If it is a botnet, what is the difference between:

1.  hacking into 100k computers, and "mining", without consent or processing any transactions, roughly 700 BTC a day (est. 1 Th/s)

and

2.  hacking into Linode and stealing 43k+ BTC?
1. Hacking into 100k computers is a crime against the owners of those computers. It's not an offense against the Bitcoin network, which does not require processing of transactions and certainly doesn't require "consent".

2. Stealing 43k BTC from Linode is a crime against the owners of those BTC.

Since you asked, that's the difference.

Also, there is an upside (of sorts). If mystery miner is getting 25% of the blocks, there's less risk of DeepBit getting 51%.

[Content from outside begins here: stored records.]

//! # Font Agent Protocol
//!
//! TCP protocol engine for talking to desktop font agents.
//!
//! Agents connect over plain TCP and exchange fixed-size frames:
//! a 2-byte little-endian packet type followed by a payload whose size is
//! fixed per type. String fields are NUL-padded UTF-8, integers are
//! little-endian, and booleans are a single 0/1 byte.
//!
//! ## Packets
//! | Type | Packet              | Payload |
//! |------|---------------------|---------|
//! | 0    | AuthRequest         | 100     |
//! | 1    | AuthResponse        | 257     |
//! | 2    | FontInstallRequest  | 161     |
//! | 3    | FontInstallResponse | 257     |
//!
//! ## Layers
//! - [`core`]: wire fields, packet layouts, the registry and the frame codec
//! - [`protocol`]: sanitizing decoded packets and dispatching them to listeners
//! - [`transport`]: the TCP server, sessions, and the live client table
//! - [`service`]: agent authentication and font commands
//! - [`utils`]: logging and metrics
//!
//! ## Example
//! ```no_run
//! use font_agent_protocol::{init_logging, AcceptAll, AgentServer, NetworkConfig, TcpServer};
//!
//! #[tokio::main]
//! async fn main() -> font_agent_protocol::Result<()> {
//!     let config = NetworkConfig::from_env()?;
//!     init_logging(&config.logging)?;
//!
//!     let mut server = TcpServer::new(config);
//!     let agents = AgentServer::attach(&mut server, AcceptAll);
//!     let listening = server.listen().await?;
//!     tracing::info!(agents = agents.directory().len(), "ready");
//!     listening.run().await
//! }
//! ```

pub mod config;
pub mod core;
pub mod error;
pub mod protocol;
pub mod service;
pub mod transport;
pub mod utils;

pub use crate::config::{LoggingConfig, NetworkConfig, ProtocolConfig, ServerConfig};
pub use crate::core::codec::{FrameCodec, RawFrame, DEFAULT_MAX_BUFFER_SIZE};
pub use crate::core::packet::{
    AuthRequest, AuthResponse, FixedPayload, FontInstallRequest, FontInstallResponse, Packet,
    PacketType,
};
pub use crate::core::registry::{PacketDescriptor, PacketRegistry};
pub use crate::error::{ProtocolError, Result};
pub use crate::protocol::dispatcher::{EventBus, EventKey};
pub use crate::protocol::sanitize::Sanitize;
pub use crate::service::agent::{
    AcceptAll, AgentDirectory, AgentServer, Authenticator, FontSpec, HwidAllowList,
};
pub use crate::transport::clients::ClientRegistry;
pub use crate::transport::session::ConnectionHandle;
pub use crate::transport::sink::{ChannelSink, FrameSink, MemorySink};
pub use crate::transport::tcp::{connect, ListeningServer, ServerHandle, TcpServer};
pub use crate::utils::logging::init_logging;
pub use crate::utils::metrics::{Metrics, MetricsSnapshot};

I guess we differ in opinion.  Hacking into other people's computers and mining without incorporating transactions is IMHO stealing from the bitcoin network.  Those are blocks and rewards that you and any other miner could be solving.  This MM is essentially stealing 0.1 BTC (figuratively speaking, whatever your block reward is) from each miner every time MM solves a block.  But I guess there are no rules saying you have to mine with computers that you have permission to use, so I see your perspective.  As to the potential upside, what happens if/when MM grows to 1 million computers (less than 1% of PCs shipped last year) and achieves 10Th?  I agree that it might not be profitable as D&T pointed out, but just for the sake of argument.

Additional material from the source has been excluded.